How small can I create capacitive touch sensors, and how close together can the buttons be?
This is a recurring question with capacitive touch; how small can I make the buttons be, and how closely together can I pack the buttons? Unfortunately, there is no simple answer here, the minimum size of the buttons, and the minimum spacing is really a function of the thickness of the cover material, its characteristics, and the resolution of the capacitance to digital conversion system used.

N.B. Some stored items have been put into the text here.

//! The tracking transform itself.
//!
//! [`TrackingTransform`] rewrites an email body so every absolute HTTP(S)
//! URL becomes a click-tracked hyperlink and an invisible open-tracking
//! pixel is prepended, without corrupting surrounding text, punctuation, or
//! an appended signature block.
//!
//! The transform is pure and synchronous. It may be invoked concurrently
//! for different recipients without coordination; each call produces its
//! own fresh tracking id.

use crate::config::TrackingConfig;
use crate::domain::entities::{TrackedLink, TrackingRequest, TrackingResult};
use crate::tracking::id::{TimestampRandomIdSource, TrackingId, TrackingIdSource};
use crate::tracking::personalize::apply_placeholders;
use crate::tracking::scanner::{self, LinkMatch};
use base64::Engine as _;
use percent_encoding::{AsciiSet, NON_ALPHANUMERIC, utf8_percent_encode};
use std::fmt::Write as _;
use std::sync::Arc;

/// Inline style on generated anchors, so tracked links still render like
/// links in mail clients that strip stylesheets.
const ANCHOR_STYLE: &str = "color: #1a73e8; text-decoration: underline;";

/// Percent-encoding set equivalent to JavaScript's `encodeURIComponent`:
/// everything except alphanumerics and `-_.!~*'()` is escaped.
const RECIPIENT_ENCODE_SET: &AsciiSet = &NON_ALPHANUMERIC
    .remove(b'-')
    .remove(b'_')
    .remove(b'.')
    .remove(b'!')
    .remove(b'~')
    .remove(b'*')
    .remove(b'\'')
    .remove(b'(')
    .remove(b')');

/// Rewrites email bodies into open/click-trackable HTML.
///
/// Holds the collector base URLs and a tracking id source; everything else
/// is per-call input.
pub struct TrackingTransform {
    config: TrackingConfig,
    ids: Arc<dyn TrackingIdSource>,
}

impl TrackingTransform {
    /// Creates a transform with the default timestamp+random id source.
    pub fn new(config: TrackingConfig) -> Self {
        Self::with_id_source(config, Arc::new(TimestampRandomIdSource))
    }

    /// Creates a transform with a caller-supplied id source.
    pub fn with_id_source(config: TrackingConfig, ids: Arc<dyn TrackingIdSource>) -> Self {
        Self { config, ids }
    }

    pub fn config(&self) -> &TrackingConfig {
        &self.config
    }

    /// Builds the 1x1 hidden open-tracking pixel.
    ///
    /// The pixel `src` is `{open_base_url}?id={id}&email={recipient}`.
    /// Always succeeds.
    pub fn build_pixel(&self, tracking_id: &TrackingId, recipient_email: &str) -> String {
        let pixel_url = format!(
            "{}?id={}&email={}",
            self.config.open_base_url,
            tracking_id,
            encode_recipient(recipient_email)
        );

        format!(r#"<img src="{pixel_url}" width="1" height="1" style="display:none;" alt="" />"#)
    }

    /// Returns the per-occurrence anchor data [`wrap_links`] renders.
    ///
    /// [`wrap_links`]: Self::wrap_links
    pub fn tracked_links(
        &self,
        text: &str,
        tracking_id: &TrackingId,
        recipient_email: &str,
    ) -> Vec<TrackedLink> {
        scanner::scan(text)
            .into_iter()
            .map(|m| TrackedLink {
                href: self.tracked_href(&m.url, tracking_id, recipient_email),
                url: m.url,
                trailing_punctuation: m.trailing_punctuation,
            })
            .collect()
    }

    /// Replaces every detected URL with a click-tracked anchor.
    ///
    /// The detected URL is base64-encoded into the `url` query parameter of
    /// the click-collector href; stripped trailing punctuation is re-emitted
    /// as plain text after the closing `</a>`. Text without URLs is returned
    /// unchanged.
    ///
    /// Not idempotent: the scanner does not distinguish link text from
    /// markup, so applying this to its own output double-wraps the hrefs it
    /// generated. Apply exactly once per raw body.
    pub fn wrap_links(
        &self,
        text: &str,
        tracking_id: &TrackingId,
        recipient_email: &str,
    ) -> String {
        let matches = scanner::scan(text);
        if matches.is_empty() {
            return text.to_string();
        }

        let mut out = String::with_capacity(text.len() * 2);
        let mut cursor = 0;

        for m in &matches {
            out.push_str(&text[cursor..m.start]);
            self.render_anchor(&mut out, m, tracking_id, recipient_email);
            cursor = m.end;
        }
        out.push_str(&text[cursor..]);

        out
    }

    /// Orchestrates one full transform invocation.
    ///
    /// Fresh id, link count from the raw body, newline normalization,
    /// placeholder expansion, link wrapping, pixel up front, signature
    /// appended verbatim. No error path: an empty body yields a pixel-only
    /// result with `link_count == 0`.
    pub fn generate(&self, request: &TrackingRequest) -> TrackingResult {
        let tracking_id = self.ids.next_id();
        let link_count = scanner::count_links(&request.body);

        let body_html = normalize_body(&request.body);
        let personalized = apply_placeholders(
            &body_html,
            &request.recipient_email,
            request.recipient_name.as_deref(),
            request.recipient_company.as_deref(),
        );

        let linked_body = self.wrap_links(&personalized, &tracking_id, &request.recipient_email);
        let pixel = self.build_pixel(&tracking_id, &request.recipient_email);
        let signature = request.signature_html.as_deref().unwrap_or("");

        let tracked_html = format!("{pixel}{linked_body}{signature}");

        tracing::debug!(
            tracking_id = %tracking_id,
            link_count,
            recipient = %request.recipient_email,
            "generated tracked email body"
        );

        TrackingResult {
            tracking_id,
            tracked_html,
            link_count,
        }
    }

    fn tracked_href(&self, url: &str, tracking_id: &TrackingId, recipient_email: &str) -> String {
        format!(
            "{}?id={}&email={}&url={}",
            self.config.click_base_url,
            tracking_id,
            encode_recipient(recipient_email),
            base64::engine::general_purpose::STANDARD.encode(url)
        )
    }

    fn render_anchor(
        &self,
        out: &mut String,
        m: &LinkMatch,
        tracking_id: &TrackingId,
        recipient_email: &str,
    ) {
        let href = self.tracked_href(&m.url, tracking_id, recipient_email);

        // Infallible: fmt::Write to a String cannot fail.
        let _ = write!(
            out,
            r#"<a href="{href}" style="{ANCHOR_STYLE}">{url}</a>{punctuation}"#,
            url = m.url,
            punctuation = m.trailing_punctuation,
        );
    }
}

/// Converts bare newlines to `<br>` unless the body already looks like an
/// HTML document (contains `<html` or `<body`). Best-effort normalization,
/// not an HTML converter.
fn normalize_body(body: &str) -> String {
    if body.contains("<html") || body.contains("<body") {
        body.to_string()
    } else {
        body.replace('\n', "<br>")
    }
}

/// Percent-encodes a recipient email for use as a query parameter value.
fn encode_recipient(email: &str) -> String {
    utf8_percent_encode(email, RECIPIENT_ENCODE_SET).to_string()
}
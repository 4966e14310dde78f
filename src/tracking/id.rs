//! Tracking id generation.
//!
//! Every generated email gets a fresh opaque id that correlates its opens
//! and clicks back to one send event. Ids are never reused and never
//! checked for collision; uniqueness is probabilistic (72 random bits plus
//! a millisecond timestamp).

use base64::Engine as _;
use chrono::Utc;
use serde::{Deserialize, Serialize};
use std::fmt;

/// Length of random bytes in the id token before base64 encoding.
const TOKEN_LENGTH_BYTES: usize = 9;

/// Prefix marking tracking ids in collector logs.
const ID_PREFIX: &str = "trk";

/// An opaque token correlating all opens/clicks for one generated email.
#[derive(Debug, Clone, PartialEq, Eq, Hash, Serialize, Deserialize)]
#[serde(transparent)]
pub struct TrackingId(String);

impl TrackingId {
    pub fn new(raw: impl Into<String>) -> Self {
        Self(raw.into())
    }

    pub fn as_str(&self) -> &str {
        &self.0
    }
}

impl fmt::Display for TrackingId {
    fn fmt(&self, f: &mut fmt::Formatter<'_>) -> fmt::Result {
        f.write_str(&self.0)
    }
}

/// Source of fresh tracking ids.
///
/// The transform takes this as a seam so tests (and callers with their own
/// id scheme) can control id generation. Production code uses
/// [`TimestampRandomIdSource`].
#[cfg_attr(test, mockall::automock)]
pub trait TrackingIdSource: Send + Sync {
    fn next_id(&self) -> TrackingId;
}

/// Default id source producing `trk_{unix_millis}_{token}`.
///
/// The token is 9 random bytes encoded as URL-safe base64 without padding
/// (12 characters). The timestamp keeps ids sortable and greppable in
/// collector logs; the token carries the entropy.
#[derive(Debug, Clone, Copy, Default)]
pub struct TimestampRandomIdSource;

impl TrackingIdSource for TimestampRandomIdSource {
    /// # Panics
    ///
    /// Panics if the system random number generator fails (extremely rare).
    fn next_id(&self) -> TrackingId {
        let mut buffer = [0u8; TOKEN_LENGTH_BYTES];

        getrandom::fill(&mut buffer).expect("Failed to generate random bytes");

        let token = base64::engine::general_purpose::URL_SAFE_NO_PAD.encode(buffer);

        TrackingId(format!(
            "{}_{}_{}",
            ID_PREFIX,
            Utc::now().timestamp_millis(),
            token
        ))
    }
}

#[cfg(test)]
mod tests {
    use super::*;
    use std::collections::HashSet;

    #[test]
    fn test_id_has_expected_shape() {
        let id = TimestampRandomIdSource.next_id();
        let parts: Vec<&str> = id.as_str().splitn(3, '_').collect();

        assert_eq!(parts.len(), 3);
        assert_eq!(parts[0], "trk");
        assert!(parts[1].chars().all(|c| c.is_ascii_digit()));
        assert_eq!(parts[2].len(), 12);
    }

    #[test]
    fn test_token_is_url_safe() {
        let id = TimestampRandomIdSource.next_id();
        // The token itself may contain '_', so split off the fixed parts only.
        let token = id.as_str().splitn(3, '_').nth(2).unwrap();

        assert!(
            token
                .chars()
                .all(|c| c.is_alphanumeric() || c == '-' || c == '_')
        );
        assert!(!token.contains('='));
    }

    #[test]
    fn test_ids_are_unique() {
        let source = TimestampRandomIdSource;
        let mut ids = HashSet::new();

        for _ in 0..1000 {
            ids.insert(source.next_id());
        }

        assert_eq!(ids.len(), 1000);
    }

    #[test]
    fn test_display_matches_as_str() {
        let id = TrackingId::new("trk_0_abc");
        assert_eq!(id.to_string(), id.as_str());
    }
}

If the buttons are close together, and the insulating cover is thick, then you have the cross coupling problem discussed in question 2. If the buttons are too small, then your design won’t create a significant amount of capacitance shift in response to a touch. Remember, the amount of capacitance shift generated by a touch is proportional to the area of the button, and inversely proportional to the thickness of the insulating cover; so large buttons, widely spaced, with a thin cover produce the greatest sensitivity. Small buttons, closely packed together under a thick insulating cover produce much less sensitivity, and they will cross couple, making an accurate touch detection more difficult.
Water doesn’t like capacitive touch :(
One of the factors that affect the amount of capacitance generated is the characteristics of the insulating material. This is quantified in the form of a material dependence constant known as Permittivity (e); the higher the permittivity of the insulating material, the higher the capacitance of the resulting capacitor. Permittivity is usually expressed as a function of the permittivity of free space(e0), and a relative permittivity number for the specific material(er). Glass and plastic have relative permittivity values in the range of 3 – 8, so they create capacitances that are 3 – 8 times greater than capacitors that use air as an insulator. Water, on the other hand, has a relative permittivity of 78.

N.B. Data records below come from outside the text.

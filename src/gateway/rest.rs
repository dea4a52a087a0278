//! REST implementation of the gateway API.
//!
//! This is the boundary where the gateway's untyped response is first
//! received. Requests go to the PayPal REST payment endpoints; responses come
//! back as raw JSON for the response services to wrap.

use std::time::Duration;

use reqwest::Client;
use serde_json::{Value, json};
use tracing::{debug, instrument};
use url::Url;

use crate::{
    config::{Environment, GatewayCredentials},
    entity::Phase,
    error::{PorterError, Result},
    gateway::{ChargeParams, GatewayApi},
};

/// Gateway API client for the PayPal REST endpoints.
///
/// Credentials are applied at construction; the client can be shared across
/// concurrent controllers. Timeouts bound every call, so a hung gateway
/// surfaces as a [`PorterError::GatewayRequest`] rather than blocking the
/// caller indefinitely.
pub struct RestGateway {
    client: Client,
    base_url: Url,
    credentials: GatewayCredentials,
}

impl RestGateway {
    /// Creates a client for the given environment and credentials.
    ///
    /// Configuration:
    /// - Connection timeout: 10 seconds
    /// - Total timeout: 30 seconds
    /// - Connection pool: max 10 idle connections per host
    ///
    /// # Errors
    ///
    /// Returns [`PorterError::Configuration`] if the HTTP client cannot be
    /// built.
    pub fn new(environment: Environment, credentials: GatewayCredentials) -> Result<Self> {
        let base_url = Url::parse(environment.base_url())
            .map_err(|e| PorterError::Configuration(format!("invalid gateway base URL: {e}")))?;

        let client = Client::builder()
            .pool_max_idle_per_host(10)
            .timeout(Duration::from_secs(30))
            .connect_timeout(Duration::from_secs(10))
            .build()
            .map_err(|e| PorterError::Configuration(format!("cannot build HTTP client: {e}")))?;

        Ok(Self { client, base_url, credentials })
    }

    /// Body for an authorize call, in the gateway's payment-create shape.
    fn authorize_body(params: &ChargeParams) -> Result<Value> {
        let (Some(return_url), Some(cancel_url)) = (&params.return_url, &params.cancel_url) else {
            return Err(PorterError::gateway(
                Phase::Authorize,
                "missing offsite redirect URLs",
            ));
        };

        Ok(json!({
            "intent": "authorize",
            "payer": { "payment_method": "paypal" },
            "redirect_urls": {
                "return_url": return_url,
                "cancel_url": cancel_url,
            },
            "transactions": [{
                "amount": {
                    "total": format_amount(params),
                    "currency": params.currency,
                },
                "custom": params.transaction_id,
            }],
        }))
    }

    /// Path and body for a confirm call against a prior authorization.
    fn confirm_parts(params: &ChargeParams) -> Result<(String, Value)> {
        let reference = require_reference(Phase::Confirm, params)?;
        let Some(payer_id) = &params.payer_id else {
            return Err(PorterError::gateway(Phase::Confirm, "missing payer id"));
        };
        let path = format!("/v1/payments/payment/{reference}/execute");
        Ok((path, json!({ "payer_id": payer_id })))
    }

    /// Path and body for a capture call against a confirmed authorization.
    fn capture_parts(params: &ChargeParams) -> Result<(String, Value)> {
        let reference = require_reference(Phase::Capture, params)?;
        let path = format!("/v1/payments/authorization/{reference}/capture");
        let body = json!({
            "amount": {
                "total": format_amount(params),
                "currency": params.currency,
            },
            "is_final_capture": true,
        });
        Ok((path, body))
    }

    /// Posts a body to the gateway and returns the parsed response payload.
    #[instrument(skip(self, body))]
    async fn post(&self, phase: Phase, path: &str, body: Value) -> Result<Value> {
        let url = self
            .base_url
            .join(path)
            .map_err(|e| PorterError::gateway(phase, format!("invalid endpoint path: {e}")))?;

        debug!("posting gateway request");

        let response = self
            .client
            .post(url)
            .basic_auth(&self.credentials.client_id, Some(&self.credentials.secret))
            .json(&body)
            .send()
            .await
            .map_err(|e| PorterError::gateway(phase, e))?;

        let status = response.status();
        if !status.is_success() {
            let detail = response.text().await.unwrap_or_default();
            return Err(PorterError::gateway(
                phase,
                format!("gateway returned status {status}: {detail}"),
            ));
        }

        response
            .json::<Value>()
            .await
            .map_err(|e| PorterError::gateway(phase, format!("malformed gateway response: {e}")))
    }
}

impl std::fmt::Debug for RestGateway {
    fn fmt(&self, f: &mut std::fmt::Formatter<'_>) -> std::fmt::Result {
        f.debug_struct("RestGateway")
            .field("base_url", &self.base_url.as_str())
            .finish_non_exhaustive()
    }
}

#[async_trait::async_trait]
impl GatewayApi for RestGateway {
    async fn authorize(&self, params: &ChargeParams) -> Result<Value> {
        let body = Self::authorize_body(params)?;
        self.post(Phase::Authorize, "/v1/payments/payment", body).await
    }

    async fn confirm(&self, params: &ChargeParams) -> Result<Value> {
        let (path, body) = Self::confirm_parts(params)?;
        self.post(Phase::Confirm, &path, body).await
    }

    async fn capture(&self, params: &ChargeParams) -> Result<Value> {
        let (path, body) = Self::capture_parts(params)?;
        self.post(Phase::Capture, &path, body).await
    }
}

/// Renders an amount the way the gateway expects it, two decimal places.
fn format_amount(params: &ChargeParams) -> String {
    format!("{:.2}", params.amount)
}

fn require_reference<'a>(phase: Phase, params: &'a ChargeParams) -> Result<&'a str> {
    params
        .transaction_reference
        .as_deref()
        .ok_or_else(|| PorterError::gateway(phase, "missing gateway reference"))
}

#[cfg(test)]
mod tests {
    use rust_decimal::Decimal;

    use super::*;

    fn params(amount: Decimal) -> ChargeParams {
        ChargeParams {
            transaction_id: "T-1".to_owned(),
            amount,
            currency: "USD".to_owned(),
            return_url: Some("https://shop.example.com/return".to_owned()),
            cancel_url: Some("https://shop.example.com/cancel".to_owned()),
            transaction_reference: Some("PAY-1".to_owned()),
            payer_id: Some("PAYER-9".to_owned()),
        }
    }

    #[test]
    fn test_authorize_body_shape() {
        let body = RestGateway::authorize_body(&params(Decimal::new(1999, 2))).unwrap();
        assert_eq!(body["intent"], "authorize");
        assert_eq!(body["redirect_urls"]["return_url"], "https://shop.example.com/return");
        assert_eq!(body["transactions"][0]["amount"]["total"], "19.99");
        assert_eq!(body["transactions"][0]["amount"]["currency"], "USD");
        assert_eq!(body["transactions"][0]["custom"], "T-1");
    }

    #[test]
    fn test_authorize_body_requires_redirect_urls() {
        let mut p = params(Decimal::ONE);
        p.return_url = None;
        let err = RestGateway::authorize_body(&p).unwrap_err();
        assert!(matches!(
            err,
            PorterError::GatewayRequest { phase: Phase::Authorize, .. }
        ));
    }

    #[test]
    fn test_confirm_parts_use_reference_and_payer() {
        let (path, body) = RestGateway::confirm_parts(&params(Decimal::ONE)).unwrap();
        assert_eq!(path, "/v1/payments/payment/PAY-1/execute");
        assert_eq!(body["payer_id"], "PAYER-9");
    }

    #[test]
    fn test_confirm_parts_require_payer_id() {
        let mut p = params(Decimal::ONE);
        p.payer_id = None;
        let err = RestGateway::confirm_parts(&p).unwrap_err();
        assert!(err.to_string().contains("missing payer id"));
    }

    #[test]
    fn test_capture_parts_use_reference() {
        let (path, body) = RestGateway::capture_parts(&params(Decimal::new(2000, 2))).unwrap();
        assert_eq!(path, "/v1/payments/authorization/PAY-1/capture");
        assert_eq!(body["amount"]["total"], "20.00");
        assert_eq!(body["is_final_capture"], true);
    }

    #[test]
    fn test_capture_parts_require_reference() {
        let mut p = params(Decimal::ONE);
        p.transaction_reference = None;
        let err = RestGateway::capture_parts(&p).unwrap_err();
        assert!(matches!(
            err,
            PorterError::GatewayRequest { phase: Phase::Capture, .. }
        ));
    }

    #[test]
    fn test_amount_is_rendered_with_two_decimals() {
        assert_eq!(format_amount(&params(Decimal::new(5, 0))), "5.00");
        assert_eq!(format_amount(&params(Decimal::new(1999, 2))), "19.99");
    }

    #[test]
    fn test_client_construction() {
        let gateway = RestGateway::new(
            Environment::Sandbox,
            GatewayCredentials {
                client_id: "id".to_owned(),
                secret: "secret".to_owned(),
            },
        );
        assert!(gateway.is_ok());
    }
}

This means that if water is covering a capacitive touch panel, and the user touches a sensor covered by the water, then the user’s finger will couple to every sensor covered by the water, almost as well as it couples to the sensor beneath the user’s finger. In addition, if the water also covers a ground, then the parasitic capacitance of the sensor will also significantly increase and couple potentially cause a false touch trigger.

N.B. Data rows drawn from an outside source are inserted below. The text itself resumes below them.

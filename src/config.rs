//! Porter configuration types.
//!
//! This module defines TOML-deserializable configuration for the porter: the
//! gateway display name, the deployment environment, the offsite redirect
//! URLs, and one set of client credentials per API endpoint id.

use std::collections::HashMap;

use serde::{Deserialize, Serialize};

use crate::{
    entity::OffsiteUrls,
    error::{PorterError, Result},
};

/// Deployment environment a gateway endpoint is bound to.
///
/// Selects the gateway's base URL; it is applied at client construction and
/// never stored per request.
#[derive(Debug, Clone, Copy, PartialEq, Eq, Serialize, Deserialize)]
#[serde(rename_all = "lowercase")]
pub enum Environment {
    /// The gateway's sandbox, for development and testing.
    Sandbox,
    /// The live gateway. Real money moves here.
    Live,
}

impl Environment {
    /// The REST base URL for this environment.
    #[must_use]
    pub fn base_url(self) -> &'static str {
        match self {
            Self::Sandbox => "https://api.sandbox.paypal.com",
            Self::Live => "https://api.paypal.com",
        }
    }
}

impl std::fmt::Display for Environment {
    fn fmt(&self, f: &mut std::fmt::Formatter<'_>) -> std::fmt::Result {
        match self {
            Self::Sandbox => f.write_str("sandbox"),
            Self::Live => f.write_str("live"),
        }
    }
}

/// Client credentials for one gateway API endpoint.
#[derive(Debug, Clone, PartialEq, Eq, Serialize, Deserialize)]
pub struct GatewayCredentials {
    /// OAuth client id issued by the gateway.
    pub client_id: String,
    /// OAuth client secret issued by the gateway.
    pub secret: String,
}

/// Root porter configuration.
///
/// # Examples
///
/// ```
/// use paypal_porter::config::PorterConfig;
///
/// let toml = r#"
///     gateway_name = "PayPal"
///     environment = "sandbox"
///
///     [offsite_urls]
///     return_url = "https://shop.example.com/checkout/return"
///     cancel_url = "https://shop.example.com/checkout/cancel"
///
///     [endpoints.default]
///     client_id = "client-id"
///     secret = "client-secret"
/// "#;
///
/// let config = PorterConfig::from_toml(toml).unwrap();
/// assert_eq!(config.gateway_name, "PayPal");
/// ```
#[derive(Debug, Clone, Deserialize)]
pub struct PorterConfig {
    /// Display name identifying this gateway configuration in responses.
    pub gateway_name: String,

    /// Which gateway environment the endpoints are bound to.
    pub environment: Environment,

    /// Redirect URLs for the gateway's hosted approval page.
    pub offsite_urls: OffsiteUrls,

    /// Client credentials per endpoint id. Controllers built without an
    /// explicit endpoint use the `"default"` entry.
    #[serde(default)]
    pub endpoints: HashMap<String, GatewayCredentials>,
}

impl PorterConfig {
    /// Parses a configuration from a TOML string and validates it.
    ///
    /// # Errors
    ///
    /// Returns [`PorterError::Configuration`] if TOML parsing or validation
    /// fails.
    pub fn from_toml(toml_str: &str) -> Result<Self> {
        let config: Self = toml::from_str(toml_str)
            .map_err(|e| PorterError::Configuration(format!("invalid TOML config: {e}")))?;
        config.validate()?;
        Ok(config)
    }

    /// Reads and parses a configuration file.
    ///
    /// # Errors
    ///
    /// Returns [`PorterError::Configuration`] if the file cannot be read or
    /// its content fails to parse or validate.
    pub fn from_file<P: AsRef<std::path::Path>>(path: P) -> Result<Self> {
        let content = std::fs::read_to_string(path.as_ref())
            .map_err(|e| PorterError::Configuration(format!("cannot read config file: {e}")))?;
        Self::from_toml(&content)
    }

    /// Validates the configuration.
    ///
    /// The offsite URLs are opaque to this crate, so only presence is
    /// checked, not URL syntax.
    ///
    /// # Errors
    ///
    /// Returns [`PorterError::Configuration`] naming the first offending
    /// field.
    pub fn validate(&self) -> Result<()> {
        if self.gateway_name.is_empty() {
            return Err(PorterError::Configuration("gateway_name is empty".to_owned()));
        }
        if self.offsite_urls.return_url.is_empty() {
            return Err(PorterError::Configuration("offsite return_url is empty".to_owned()));
        }
        if self.offsite_urls.cancel_url.is_empty() {
            return Err(PorterError::Configuration("offsite cancel_url is empty".to_owned()));
        }
        for (endpoint_id, credentials) in &self.endpoints {
            if credentials.client_id.is_empty() || credentials.secret.is_empty() {
                return Err(PorterError::Configuration(format!(
                    "endpoint '{endpoint_id}' has incomplete credentials"
                )));
            }
        }
        Ok(())
    }
}

#[cfg(test)]
mod tests {
    use super::*;

    const VALID: &str = r#"
        gateway_name = "PayPal"
        environment = "sandbox"

        [offsite_urls]
        return_url = "https://shop.example.com/checkout/return"
        cancel_url = "https://shop.example.com/checkout/cancel"

        [endpoints.default]
        client_id = "client-id"
        secret = "client-secret"
    "#;

    #[test]
    fn test_parses_valid_config() {
        let config = PorterConfig::from_toml(VALID).unwrap();
        assert_eq!(config.gateway_name, "PayPal");
        assert_eq!(config.environment, Environment::Sandbox);
        assert_eq!(config.endpoints.len(), 1);
        assert_eq!(config.endpoints["default"].client_id, "client-id");
    }

    #[test]
    fn test_rejects_malformed_toml() {
        let err = PorterConfig::from_toml("gateway_name = ").unwrap_err();
        assert!(matches!(err, PorterError::Configuration(_)));
    }

    #[test]
    fn test_rejects_empty_gateway_name() {
        let toml = VALID.replace("\"PayPal\"", "\"\"");
        let err = PorterConfig::from_toml(&toml).unwrap_err();
        assert!(err.to_string().contains("gateway_name"));
    }

    #[test]
    fn test_rejects_incomplete_credentials() {
        let toml = VALID.replace("\"client-secret\"", "\"\"");
        let err = PorterConfig::from_toml(&toml).unwrap_err();
        assert!(err.to_string().contains("incomplete credentials"));
    }

    #[test]
    fn test_multiple_endpoints() {
        let toml = format!(
            "{VALID}\n[endpoints.backup]\nclient_id = \"other-id\"\nsecret = \"other-secret\"\n"
        );
        let config = PorterConfig::from_toml(&toml).unwrap();
        assert_eq!(config.endpoints.len(), 2);
        assert_eq!(config.endpoints["backup"].client_id, "other-id");
    }

    #[test]
    fn test_environment_base_urls() {
        assert!(Environment::Sandbox.base_url().contains("sandbox"));
        assert!(!Environment::Live.base_url().contains("sandbox"));
    }

    #[test]
    fn test_live_environment_parses() {
        let toml = VALID.replace("\"sandbox\"", "\"live\"");
        let config = PorterConfig::from_toml(&toml).unwrap();
        assert_eq!(config.environment, Environment::Live);
        assert_eq!(config.environment.to_string(), "live");
    }
}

When I touch a capacitive touch sensor, why do adjacent touch sensors react?
When you touch a sensor, you form a capacitance to ground that is a function of the area of the sensor, the characteristics of the insulating cover over the sensor, and the thickness of the insulating cover. You also form a capacitance to ground with any adjacent sensors, through the insulating cover. However, the effective area of the sensor is smaller because the path to the adjacent button is at an angle, and the distance between your finger and the adjacent button is greater as well.
This means that the amount of affect that a press will have, on an adjacent buttons, is determined the distance between the buttons, and the thickness of the insulating cover. To minimize this cross talk effect, separate the buttons as much as possible, and use the thinnest insulating cover possible.